The real reason, I take it, why you cannot be in communion with us is not your disagreement with this or that particular Protestant doctrine, so much as the absence of any real "Doctrine", in your sense of the word, at all. It is, you feel, like asking a man to say he agrees not with a speaker but with a debating society.

And the real reason why I cannot be in communion with you is not my disagreement with this or that Roman doctrine, but that to accept your Church means, not to accept a given body of doctrine, but to accept in advance any doctrine your Church hereafter produces. It is like being asked to agree not only to what a man has said but to what he's going to say.

To you the real vice of Protestantism is the formless drift which seems unable to retain the Catholic truths, which loses them one by one and ends in a "modernism" which cannot be classified as Christian by any tolerable stretch of the word. To us the terrible thing about Rome is the recklessness (as we hold) with which she has added to the depositum fidei - the tropical fertility, the proliferation, of credenda. You see in Protestantism the Faith dying out in a desert: we see in Rome the Faith smothered in a jungle.

I know no way of bridging this gulf.

That said, Lewis usually takes great pains to avoid sectarian division (perhaps influenced by growing up in Northern Ireland), and is often sympathetic to Catholic viewpoints. For example, he received advice on Mere Christianity from Catholics as well as Protestants before its publication, to ensure that it expressed sentiments that were universally agreeable.

The book C. S. Lewis and the Catholic Church by Joseph Pearce (Ignatius Press, 2003) explores the development of Lewis's thought on this matter. The foreword by Thomas Howard summarises as follows:

Lewis wishes us to accept his identity as a "mere" Christian; but we find the truth of the matter is that he is a mere Protestant. [...] But there are more anomalies. Although he loathed the whole business of "High", "Broad" and "Low" churchmanship in the Church of England, he could not avoid it all. He had nothing but contempt for the Broad churchmen who diluted the Faith until it was a mere sickly gruel (see his Anglican bishop in The Great Divorce). And he detested the "smells-and-bells", lace-cotta, biretta sort of thing that one finds at Anglo-Catholic shrines, and which formed the metier of T. S. Eliot. He just wanted to be left alone, to go to church and be done with it.
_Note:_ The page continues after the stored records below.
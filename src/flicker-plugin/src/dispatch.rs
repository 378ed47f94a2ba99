//! The generic priority-ordered dispatch loop shared by every capability.

use crate::error::{DispatchError, DispatchResult};
use crate::registry::{CapabilitySet, Capable};
use crate::session::CancelToken;
use flicker_core::{ProviderError, ProviderResult};

/// How the loop treats what a provider hands back.
#[derive(Debug, Clone, Copy, PartialEq, Eq)]
pub enum Policy {
    /// Skip on absent or failed results, stop at the first value.
    FirstSuccess,
    /// Skip on absent results, stop at the first value, abort on the first failure.
    FirstSuccessOrAbort,
    /// Call every provider; only cancellation stops the loop.
    Broadcast,
}

/// One provider's answer.
#[derive(Debug)]
pub enum Step<T> {
    Skip,
    Yield(T),
    Fail(ProviderError),
}

impl<T> Step<T> {
    /// Maps the `Option<ProviderResult<_>>` shape that openers return.
    pub fn from_outcome(outcome: Option<ProviderResult<T>>) -> Self {
        match outcome {
            None => Step::Skip,
            Some(Ok(value)) => Step::Yield(value),
            Some(Err(err)) => Step::Fail(err),
        }
    }
}

impl<T> From<Option<T>> for Step<T> {
    fn from(value: Option<T>) -> Self {
        match value {
            Some(value) => Step::Yield(value),
            None => Step::Skip,
        }
    }
}

/// How a dispatch ended.
pub enum Dispatch<'s, C: ?Sized, T> {
    Found { winner: &'s Capable<C>, value: T },
    Failed { provider: &'s Capable<C>, error: ProviderError },
    Exhausted,
    Cancelled,
}

impl<'s, C: ?Sized, T> Dispatch<'s, C, T> {
    pub fn is_cancelled(&self) -> bool {
        matches!(self, Dispatch::Cancelled)
    }

    pub fn found(self) -> Option<T> {
        match self {
            Dispatch::Found { value, .. } => Some(value),
            _ => None,
        }
    }

    /// Exhaustion reads as "no provider found".
    pub fn into_result(self) -> DispatchResult<T> {
        match self {
            Dispatch::Found { value, .. } => Ok(value),
            Dispatch::Failed { error, .. } => Err(DispatchError::Provider(error)),
            Dispatch::Exhausted => Err(DispatchError::NoProvider),
            Dispatch::Cancelled => Err(DispatchError::Cancelled),
        }
    }
}

/// Walks `set` in priority order, polling `token` before every provider call.
pub fn dispatch<'s, C, T, F>(
    set: &'s CapabilitySet<C>,
    token: &CancelToken,
    policy: Policy,
    mut call: F,
) -> Dispatch<'s, C, T>
where
    C: ?Sized,
    F: FnMut(&C) -> Step<T>,
{
    for entry in set {
        if token.is_cancelled() {
            tracing::debug!(
                capability = %set.kind(),
                provider = entry.name(),
                epoch = token.epoch(),
                "dispatch cancelled"
            );
            return Dispatch::Cancelled;
        }

        match (call(entry.handle()), policy) {
            (Step::Skip, _) => {}
            (Step::Yield(_), Policy::Broadcast) => {}
            (Step::Yield(value), _) => {
                return Dispatch::Found {
                    winner: entry,
                    value,
                }
            }
            (Step::Fail(error), Policy::FirstSuccessOrAbort) => {
                tracing::debug!(
                    capability = %set.kind(),
                    provider = entry.name(),
                    error = %error,
                    "provider failed, aborting dispatch"
                );
                return Dispatch::Failed {
                    provider: entry,
                    error,
                };
            }
            (Step::Fail(error), _) => {
                tracing::warn!(
                    capability = %set.kind(),
                    provider = entry.name(),
                    error = %error,
                    "provider failed, trying next"
                );
            }
        }
    }

    Dispatch::Exhausted
}

#[cfg(test)]
mod tests {
    use super::*;
    use crate::registry::{CapabilityKind, ProviderRegistry};
    use crate::session::{EpochKind, SessionGuard};
    use flicker_core::{
        PluginsConfig, Provider, ProviderDescriptor, ScrapeItemCapability, PlaylistItem,
    };
    use std::sync::atomic::{AtomicUsize, Ordering};
    use std::sync::Arc;

    /// Returns a scripted answer and counts how often it was asked.
    struct Scripted {
        priority: i32,
        answer: Option<Result<u32, &'static str>>,
        calls: Arc<AtomicUsize>,
    }

    impl Scripted {
        fn answer(&self) -> Step<u32> {
            self.calls.fetch_add(1, Ordering::SeqCst);
            Step::from_outcome(
                self.answer
                    .map(|a| a.map_err(ProviderError::other)),
            )
        }
    }

    impl ScrapeItemCapability for Scripted {
        fn priority(&self) -> i32 {
            self.priority
        }

        fn scrape_item(&self, _item: &mut PlaylistItem) {}
    }

    impl Provider for Scripted {
        fn as_scrape_item(self: Arc<Self>) -> Option<Arc<dyn ScrapeItemCapability>> {
            Some(self)
        }
    }

    /// Registers the scripted providers and keeps their concrete handles for `call`.
    fn fixture(
        answers: &[(&str, i32, Option<Result<u32, &'static str>>)],
    ) -> (ProviderRegistry, Vec<Arc<Scripted>>) {
        let scripted: Vec<Arc<Scripted>> = answers
            .iter()
            .map(|(_, priority, answer)| {
                Arc::new(Scripted {
                    priority: *priority,
                    answer: *answer,
                    calls: Arc::new(AtomicUsize::new(0)),
                })
            })
            .collect();
        let descriptors: Vec<ProviderDescriptor> = answers
            .iter()
            .zip(&scripted)
            .map(|((name, _, _), provider)| {
                let provider = Arc::clone(provider);
                ProviderDescriptor::new(*name, "1.0.0", move |_| {
                    Ok(Arc::clone(&provider) as Arc<dyn Provider>)
                })
            })
            .collect();
        let registry = ProviderRegistry::load(&descriptors, &PluginsConfig::default(), 1);
        (registry, scripted)
    }

    fn run(
        registry: &ProviderRegistry,
        scripted: &[Arc<Scripted>],
        token: &CancelToken,
        policy: Policy,
    ) -> (Vec<String>, DispatchResult<u32>) {
        let set = registry.index().scrape_item();
        let names = set.names();
        let mut order = Vec::new();
        let outcome = dispatch(set, token, policy, |_| {
            let name = names[order.len()];
            order.push(name.to_string());
            let index = registry
                .providers()
                .iter()
                .position(|p| p.name() == name)
                .unwrap();
            scripted[index].answer()
        });
        (order, outcome.into_result())
    }

    #[test]
    fn first_success_skips_absent_and_failed() {
        let (registry, scripted) = fixture(&[
            ("absent", 1, None),
            ("broken", 2, Some(Err("bad"))),
            ("good", 3, Some(Ok(7))),
            ("never", 4, Some(Ok(9))),
        ]);
        let token = Arc::new(SessionGuard::new()).token(EpochKind::Item);
        let (order, value) = run(&registry, &scripted, &token, Policy::FirstSuccess);

        assert_eq!(order, vec!["absent", "broken", "good"]);
        assert_eq!(value, Ok(7));
        assert_eq!(scripted[3].calls.load(Ordering::SeqCst), 0);
    }

    #[test]
    fn abort_policy_stops_at_first_failure() {
        let (registry, scripted) = fixture(&[
            ("good", 2, Some(Ok(1))),
            ("broken", 1, Some(Err("bad url"))),
        ]);
        let token = Arc::new(SessionGuard::new()).token(EpochKind::Open);
        let (order, value) = run(&registry, &scripted, &token, Policy::FirstSuccessOrAbort);

        assert_eq!(order, vec!["broken"]);
        assert_eq!(
            value,
            Err(DispatchError::Provider(ProviderError::other("bad url")))
        );
        assert_eq!(scripted[0].calls.load(Ordering::SeqCst), 0);
    }

    #[test]
    fn broadcast_reaches_everyone() {
        let (registry, scripted) = fixture(&[
            ("a", 1, Some(Ok(1))),
            ("b", 2, Some(Err("ignored"))),
            ("c", 3, None),
        ]);
        let token = Arc::new(SessionGuard::new()).token(EpochKind::Item);
        let (order, value) = run(&registry, &scripted, &token, Policy::Broadcast);

        assert_eq!(order, vec!["a", "b", "c"]);
        assert_eq!(value, Err(DispatchError::NoProvider));
    }

    #[test]
    fn interrupt_cancels_before_the_first_call() {
        let (registry, scripted) = fixture(&[("a", 1, Some(Ok(1)))]);
        let guard = Arc::new(SessionGuard::new());
        let token = guard.token(EpochKind::Item);
        guard.interrupt();

        let (order, value) = run(&registry, &scripted, &token, Policy::FirstSuccess);
        assert!(order.is_empty());
        assert_eq!(value, Err(DispatchError::Cancelled));
    }

    #[test]
    fn exhaustion_maps_to_no_provider() {
        let (registry, _) = fixture(&[]);
        let token = Arc::new(SessionGuard::new()).token(EpochKind::Open);
        let outcome: Dispatch<'_, _, u32> = dispatch(
            registry.index().scrape_item(),
            &token,
            Policy::FirstSuccessOrAbort,
            |_| Step::Skip,
        );
        assert_eq!(outcome.into_result(), Err(DispatchError::NoProvider));
        assert_eq!(
            registry.index().scrape_item().kind(),
            CapabilityKind::ScrapeItem
        );
    }
}
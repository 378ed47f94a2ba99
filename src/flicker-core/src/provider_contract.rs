use crate::models::{AudioStream, VideoStream};
use crate::playlist::Playlist;
use crate::provider::{OpenCapability, Provider};
use std::sync::Arc;
use thiserror::Error;

/// Expectations supplied by a provider implementation to run the shared contract suite.
#[derive(Debug, Clone, Default)]
pub struct ProviderContractExpectations {
    /// Inputs the Open probe must accept.
    pub accepted_inputs: Vec<String>,
    /// Inputs the Open probe must decline.
    pub rejected_inputs: Vec<String>,
    /// Candidates offered to SuggestAudioStream, when advertised.
    pub audio_candidates: Vec<AudioStream>,
    /// Candidates offered to SuggestVideoStream, when advertised.
    pub video_candidates: Vec<VideoStream>,
}

/// Errors surfaced by the provider contract test harness.
#[derive(Debug, Error, PartialEq, Eq)]
pub enum ProviderContractError {
    #[error("provider implements both Open and OpenSubtitles")]
    AmbiguousOpen,
    #[error("accepted inputs were supplied but the provider has no Open capability")]
    MissingOpen,
    #[error("can_open gave different answers for input {input}")]
    ProbeUnstable { input: String },
    #[error("can_open declined expected input {input}")]
    ProbeDeclined { input: String },
    #[error("can_open accepted input {input} that should be declined")]
    ProbeAccepted { input: String },
    #[error("{capability} suggested a stream that is not one of the candidates")]
    ForeignSuggestion { capability: &'static str },
    #[error("{capability} suggested a stream from an empty candidate list")]
    SuggestionFromNothing { capability: &'static str },
}

/// Run the shared provider contract suite against a provider implementation.
///
/// Providers should call this from their crate-level tests with fixtures that
/// exist in their test setup.
pub fn run_provider_contract(
    provider: Arc<dyn Provider>,
    expectations: &ProviderContractExpectations,
) -> Result<(), ProviderContractError> {
    let open = Arc::clone(&provider).as_open();
    if open.is_some() && Arc::clone(&provider).as_open_subtitles().is_some() {
        return Err(ProviderContractError::AmbiguousOpen);
    }

    match open {
        Some(open) => verify_probe(open.as_ref(), expectations)?,
        None if !expectations.accepted_inputs.is_empty() => {
            return Err(ProviderContractError::MissingOpen)
        }
        None => {}
    }

    verify_suggestions(provider, expectations)
}

fn verify_probe(
    open: &dyn OpenCapability,
    expectations: &ProviderContractExpectations,
) -> Result<(), ProviderContractError> {
    let cases = expectations
        .accepted_inputs
        .iter()
        .map(|input| (input, true))
        .chain(expectations.rejected_inputs.iter().map(|input| (input, false)));

    for (input, expected) in cases {
        let mut playlist = Playlist::new();
        playlist.set_input(input.clone());

        let first = open.can_open(&playlist);
        let second = open.can_open(&playlist);
        if first != second {
            return Err(ProviderContractError::ProbeUnstable {
                input: input.clone(),
            });
        }
        match (expected, first) {
            (true, false) => {
                return Err(ProviderContractError::ProbeDeclined {
                    input: input.clone(),
                })
            }
            (false, true) => {
                return Err(ProviderContractError::ProbeAccepted {
                    input: input.clone(),
                })
            }
            _ => {}
        }
    }

    Ok(())
}

fn verify_suggestions(
    provider: Arc<dyn Provider>,
    expectations: &ProviderContractExpectations,
) -> Result<(), ProviderContractError> {
    if let Some(audio) = Arc::clone(&provider).as_suggest_audio_stream() {
        const CAPABILITY: &str = "suggest_audio";
        if audio.suggest_audio(&[]).is_some() {
            return Err(ProviderContractError::SuggestionFromNothing {
                capability: CAPABILITY,
            });
        }
        let candidates = &expectations.audio_candidates;
        if let Some(picked) = audio.suggest_audio(candidates) {
            if !candidates.iter().any(|c| std::ptr::eq(c, picked)) {
                return Err(ProviderContractError::ForeignSuggestion {
                    capability: CAPABILITY,
                });
            }
        }
    }

    if let Some(video) = provider.as_suggest_video_stream() {
        const CAPABILITY: &str = "suggest_video";
        if video.suggest_video(&[]).is_some() {
            return Err(ProviderContractError::SuggestionFromNothing {
                capability: CAPABILITY,
            });
        }
        let candidates = &expectations.video_candidates;
        if let Some(picked) = video.suggest_video(candidates) {
            if !candidates.iter().any(|c| std::ptr::eq(c, picked)) {
                return Err(ProviderContractError::ForeignSuggestion {
                    capability: CAPABILITY,
                });
            }
        }
    }

    Ok(())
}
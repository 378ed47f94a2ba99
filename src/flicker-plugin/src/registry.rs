//! Provider loading and the per-capability index.

use crate::error::LoadError;
use flicker_core::{
    OpenCapability, OpenSubtitlesCapability, PluginsConfig, Provider, ProviderContext,
    ProviderDescriptor, ScrapeItemCapability, SuggestAudioStreamCapability,
    SuggestExternalAudioCapability, SuggestExternalVideoCapability,
    SuggestPlaylistItemCapability, SuggestVideoStreamCapability,
};
use std::fmt;
use std::sync::Arc;

/// The fixed set of optional capabilities a provider may implement.
#[derive(Debug, Clone, Copy, PartialEq, Eq, Hash, PartialOrd, Ord)]
pub enum CapabilityKind {
    Open,
    OpenSubtitles,
    ScrapeItem,
    SuggestPlaylistItem,
    SuggestAudioStream,
    SuggestVideoStream,
    SuggestExternalAudio,
    SuggestExternalVideo,
}

impl CapabilityKind {
    pub const ALL: [CapabilityKind; 8] = [
        CapabilityKind::Open,
        CapabilityKind::OpenSubtitles,
        CapabilityKind::ScrapeItem,
        CapabilityKind::SuggestPlaylistItem,
        CapabilityKind::SuggestAudioStream,
        CapabilityKind::SuggestVideoStream,
        CapabilityKind::SuggestExternalAudio,
        CapabilityKind::SuggestExternalVideo,
    ];

    pub fn as_str(&self) -> &'static str {
        match self {
            CapabilityKind::Open => "open",
            CapabilityKind::OpenSubtitles => "open-subtitles",
            CapabilityKind::ScrapeItem => "scrape-item",
            CapabilityKind::SuggestPlaylistItem => "suggest-playlist-item",
            CapabilityKind::SuggestAudioStream => "suggest-audio-stream",
            CapabilityKind::SuggestVideoStream => "suggest-video-stream",
            CapabilityKind::SuggestExternalAudio => "suggest-external-audio",
            CapabilityKind::SuggestExternalVideo => "suggest-external-video",
        }
    }
}

impl fmt::Display for CapabilityKind {
    fn fmt(&self, f: &mut fmt::Formatter<'_>) -> fmt::Result {
        f.write_str(self.as_str())
    }
}

/// Capability flags resolved for one provider at registration time.
#[derive(Debug, Clone, Copy, Default, PartialEq, Eq)]
pub struct CapabilityFlags {
    pub open: bool,
    pub open_subtitles: bool,
    pub scrape_item: bool,
    pub suggest_playlist_item: bool,
    pub suggest_audio_stream: bool,
    pub suggest_video_stream: bool,
    pub suggest_external_audio: bool,
    pub suggest_external_video: bool,
}

impl CapabilityFlags {
    pub fn contains(&self, kind: CapabilityKind) -> bool {
        match kind {
            CapabilityKind::Open => self.open,
            CapabilityKind::OpenSubtitles => self.open_subtitles,
            CapabilityKind::ScrapeItem => self.scrape_item,
            CapabilityKind::SuggestPlaylistItem => self.suggest_playlist_item,
            CapabilityKind::SuggestAudioStream => self.suggest_audio_stream,
            CapabilityKind::SuggestVideoStream => self.suggest_video_stream,
            CapabilityKind::SuggestExternalAudio => self.suggest_external_audio,
            CapabilityKind::SuggestExternalVideo => self.suggest_external_video,
        }
    }

    pub fn kinds(&self) -> Vec<CapabilityKind> {
        CapabilityKind::ALL
            .into_iter()
            .filter(|kind| self.contains(*kind))
            .collect()
    }
}

/// One provider's handle for one capability, with the priority it reported.
pub struct Capable<C: ?Sized> {
    name: Arc<str>,
    priority: i32,
    handle: Arc<C>,
}

impl<C: ?Sized> Capable<C> {
    pub fn name(&self) -> &str {
        &self.name
    }

    pub fn priority(&self) -> i32 {
        self.priority
    }

    pub fn handle(&self) -> &C {
        &self.handle
    }
}

impl<C: ?Sized> Clone for Capable<C> {
    fn clone(&self) -> Self {
        Self {
            name: Arc::clone(&self.name),
            priority: self.priority,
            handle: Arc::clone(&self.handle),
        }
    }
}

impl<C: ?Sized> fmt::Debug for Capable<C> {
    fn fmt(&self, f: &mut fmt::Formatter<'_>) -> fmt::Result {
        f.debug_struct("Capable")
            .field("name", &self.name)
            .field("priority", &self.priority)
            .finish_non_exhaustive()
    }
}

/// Providers of one capability, ascending by priority, ties in registration order.
pub struct CapabilitySet<C: ?Sized> {
    kind: CapabilityKind,
    entries: Vec<Capable<C>>,
}

impl<C: ?Sized> CapabilitySet<C> {
    fn new(kind: CapabilityKind) -> Self {
        Self {
            kind,
            entries: Vec::new(),
        }
    }

    /// Keyed by name: a second entry with the same name replaces the first in place.
    fn insert(&mut self, name: &Arc<str>, priority: i32, handle: Arc<C>) {
        let entry = Capable {
            name: Arc::clone(name),
            priority,
            handle,
        };
        match self.entries.iter_mut().find(|e| e.name == *name) {
            Some(existing) => *existing = entry,
            None => self.entries.push(entry),
        }
        self.entries.sort_by_key(|e| e.priority);
    }

    pub fn kind(&self) -> CapabilityKind {
        self.kind
    }

    pub fn iter(&self) -> std::slice::Iter<'_, Capable<C>> {
        self.entries.iter()
    }

    pub fn len(&self) -> usize {
        self.entries.len()
    }

    pub fn is_empty(&self) -> bool {
        self.entries.is_empty()
    }

    pub fn get(&self, name: &str) -> Option<&Capable<C>> {
        self.entries.iter().find(|e| &*e.name == name)
    }

    /// Provider names in dispatch order.
    pub fn names(&self) -> Vec<&str> {
        self.entries.iter().map(|e| e.name()).collect()
    }
}

impl<'a, C: ?Sized> IntoIterator for &'a CapabilitySet<C> {
    type Item = &'a Capable<C>;
    type IntoIter = std::slice::Iter<'a, Capable<C>>;

    fn into_iter(self) -> Self::IntoIter {
        self.iter()
    }
}

/// Capability kind → ordered provider set. Immutable once built.
pub struct CapabilityIndex {
    open: CapabilitySet<dyn OpenCapability>,
    open_subtitles: CapabilitySet<dyn OpenSubtitlesCapability>,
    scrape_item: CapabilitySet<dyn ScrapeItemCapability>,
    suggest_playlist_item: CapabilitySet<dyn SuggestPlaylistItemCapability>,
    suggest_audio_stream: CapabilitySet<dyn SuggestAudioStreamCapability>,
    suggest_video_stream: CapabilitySet<dyn SuggestVideoStreamCapability>,
    suggest_external_audio: CapabilitySet<dyn SuggestExternalAudioCapability>,
    suggest_external_video: CapabilitySet<dyn SuggestExternalVideoCapability>,
}

impl Default for CapabilityIndex {
    fn default() -> Self {
        Self {
            open: CapabilitySet::new(CapabilityKind::Open),
            open_subtitles: CapabilitySet::new(CapabilityKind::OpenSubtitles),
            scrape_item: CapabilitySet::new(CapabilityKind::ScrapeItem),
            suggest_playlist_item: CapabilitySet::new(CapabilityKind::SuggestPlaylistItem),
            suggest_audio_stream: CapabilitySet::new(CapabilityKind::SuggestAudioStream),
            suggest_video_stream: CapabilitySet::new(CapabilityKind::SuggestVideoStream),
            suggest_external_audio: CapabilitySet::new(CapabilityKind::SuggestExternalAudio),
            suggest_external_video: CapabilitySet::new(CapabilityKind::SuggestExternalVideo),
        }
    }
}

impl CapabilityIndex {
    /// Resolves every capability accessor of `provider` once and files the
    /// handles under their kinds. Open wins over OpenSubtitles.
    fn add(&mut self, name: &Arc<str>, provider: &Arc<dyn Provider>) -> CapabilityFlags {
        let mut flags = CapabilityFlags::default();

        if let Some(open) = Arc::clone(provider).as_open() {
            flags.open = true;
            self.open.insert(name, open.priority(), open);
        } else if let Some(subtitles) = Arc::clone(provider).as_open_subtitles() {
            flags.open_subtitles = true;
            self.open_subtitles
                .insert(name, subtitles.priority(), subtitles);
        }

        if let Some(scrape) = Arc::clone(provider).as_scrape_item() {
            flags.scrape_item = true;
            self.scrape_item.insert(name, scrape.priority(), scrape);
        }

        if let Some(suggest) = Arc::clone(provider).as_suggest_playlist_item() {
            flags.suggest_playlist_item = true;
            self.suggest_playlist_item
                .insert(name, suggest.priority(), suggest);
        }

        if let Some(suggest) = Arc::clone(provider).as_suggest_audio_stream() {
            flags.suggest_audio_stream = true;
            self.suggest_audio_stream
                .insert(name, suggest.priority(), suggest);
        }

        if let Some(suggest) = Arc::clone(provider).as_suggest_video_stream() {
            flags.suggest_video_stream = true;
            self.suggest_video_stream
                .insert(name, suggest.priority(), suggest);
        }

        if let Some(suggest) = Arc::clone(provider).as_suggest_external_audio() {
            flags.suggest_external_audio = true;
            self.suggest_external_audio
                .insert(name, suggest.priority(), suggest);
        }

        if let Some(suggest) = Arc::clone(provider).as_suggest_external_video() {
            flags.suggest_external_video = true;
            self.suggest_external_video
                .insert(name, suggest.priority(), suggest);
        }

        flags
    }

    pub fn open(&self) -> &CapabilitySet<dyn OpenCapability> {
        &self.open
    }

    pub fn open_subtitles(&self) -> &CapabilitySet<dyn OpenSubtitlesCapability> {
        &self.open_subtitles
    }

    pub fn scrape_item(&self) -> &CapabilitySet<dyn ScrapeItemCapability> {
        &self.scrape_item
    }

    pub fn suggest_playlist_item(&self) -> &CapabilitySet<dyn SuggestPlaylistItemCapability> {
        &self.suggest_playlist_item
    }

    pub fn suggest_audio_stream(&self) -> &CapabilitySet<dyn SuggestAudioStreamCapability> {
        &self.suggest_audio_stream
    }

    pub fn suggest_video_stream(&self) -> &CapabilitySet<dyn SuggestVideoStreamCapability> {
        &self.suggest_video_stream
    }

    pub fn suggest_external_audio(&self) -> &CapabilitySet<dyn SuggestExternalAudioCapability> {
        &self.suggest_external_audio
    }

    pub fn suggest_external_video(&self) -> &CapabilitySet<dyn SuggestExternalVideoCapability> {
        &self.suggest_external_video
    }

    /// Provider names in dispatch order for `kind`.
    pub fn names(&self, kind: CapabilityKind) -> Vec<&str> {
        match kind {
            CapabilityKind::Open => self.open.names(),
            CapabilityKind::OpenSubtitles => self.open_subtitles.names(),
            CapabilityKind::ScrapeItem => self.scrape_item.names(),
            CapabilityKind::SuggestPlaylistItem => self.suggest_playlist_item.names(),
            CapabilityKind::SuggestAudioStream => self.suggest_audio_stream.names(),
            CapabilityKind::SuggestVideoStream => self.suggest_video_stream.names(),
            CapabilityKind::SuggestExternalAudio => self.suggest_external_audio.names(),
            CapabilityKind::SuggestExternalVideo => self.suggest_external_video.names(),
        }
    }
}

/// A constructed provider instance and what it was registered for.
pub struct LoadedProvider {
    name: Arc<str>,
    version: String,
    implementation: &'static str,
    capabilities: CapabilityFlags,
    instance: Arc<dyn Provider>,
}

impl LoadedProvider {
    pub fn name(&self) -> &str {
        &self.name
    }

    pub fn version(&self) -> &str {
        &self.version
    }

    pub fn implementation(&self) -> &'static str {
        self.implementation
    }

    pub fn capabilities(&self) -> CapabilityFlags {
        self.capabilities
    }

    pub fn instance(&self) -> &dyn Provider {
        self.instance.as_ref()
    }
}

impl fmt::Debug for LoadedProvider {
    fn fmt(&self, f: &mut fmt::Formatter<'_>) -> fmt::Result {
        f.debug_struct("LoadedProvider")
            .field("name", &self.name)
            .field("version", &self.version)
            .field("implementation", &self.implementation)
            .field("capabilities", &self.capabilities)
            .finish_non_exhaustive()
    }
}

/// Descriptors that were not loaded, and why.
#[derive(Debug, Clone, Default, PartialEq, Eq)]
pub struct LoadReport {
    pub skipped: Vec<LoadError>,
}

impl LoadReport {
    pub fn is_clean(&self) -> bool {
        self.skipped.is_empty()
    }
}

/// Loaded providers in registration order plus their capability index.
pub struct ProviderRegistry {
    providers: Vec<LoadedProvider>,
    index: CapabilityIndex,
    report: LoadReport,
}

impl ProviderRegistry {
    /// Constructs one instance per descriptor and indexes it.
    ///
    /// Nothing here is fatal: disabled, duplicate and failing descriptors are
    /// logged, recorded in the [`LoadReport`] and skipped.
    pub fn load(descriptors: &[ProviderDescriptor], config: &PluginsConfig, handler_id: u64) -> Self {
        let mut providers: Vec<LoadedProvider> = Vec::with_capacity(descriptors.len());
        let mut index = CapabilityIndex::default();
        let mut report = LoadReport::default();

        for descriptor in descriptors {
            let name = descriptor.name();
            if config.is_disabled(name) {
                tracing::info!(handler = handler_id, provider = name, "provider disabled");
                report.skipped.push(LoadError::Disabled { name: name.into() });
                continue;
            }

            if providers.iter().any(|p| p.name() == name) {
                let err = LoadError::DuplicateName { name: name.into() };
                tracing::error!(handler = handler_id, provider = name, error = %err, "rejected provider");
                report.skipped.push(err);
                continue;
            }

            let ctx = ProviderContext {
                handler_id,
                name: name.to_string(),
                options: config.options_for(name),
            };
            let instance = match descriptor.construct(&ctx) {
                Ok(instance) => instance,
                Err(source) => {
                    let err = LoadError::Construct {
                        name: name.into(),
                        source,
                    };
                    tracing::error!(handler = handler_id, provider = name, error = %err, "failed to load provider");
                    report.skipped.push(err);
                    continue;
                }
            };

            let name: Arc<str> = Arc::from(name);
            let capabilities = index.add(&name, &instance);
            tracing::debug!(
                handler = handler_id,
                provider = %name,
                version = descriptor.version(),
                capabilities = ?capabilities.kinds(),
                "provider loaded"
            );
            providers.push(LoadedProvider {
                name,
                version: descriptor.version().to_string(),
                implementation: descriptor.implementation(),
                capabilities,
                instance,
            });
        }

        Self {
            providers,
            index,
            report,
        }
    }

    pub fn providers(&self) -> &[LoadedProvider] {
        &self.providers
    }

    pub fn index(&self) -> &CapabilityIndex {
        &self.index
    }

    pub fn report(&self) -> &LoadReport {
        &self.report
    }

    pub fn len(&self) -> usize {
        self.providers.len()
    }

    pub fn is_empty(&self) -> bool {
        self.providers.is_empty()
    }
}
But it was not so simple. In spite of himself, Lewis moved more and more toward what can only be called a "catholic" Anglicanism. Again - he hated the epicene punctilio of the Anglo-Catholic party: but his faith came to embrace all sorts of doctrines and practices that his evangelical readers (who are his most enthusiastic clientele) must sedulously ignore. He spoke of "the Blessed Virgin", and made his confession to his priest regularly, and believed in purgatory, and even came to refer to the Eucharist as - heaven help us all - the Mass! Lewis's anti-Romanism remained with him until his death, however.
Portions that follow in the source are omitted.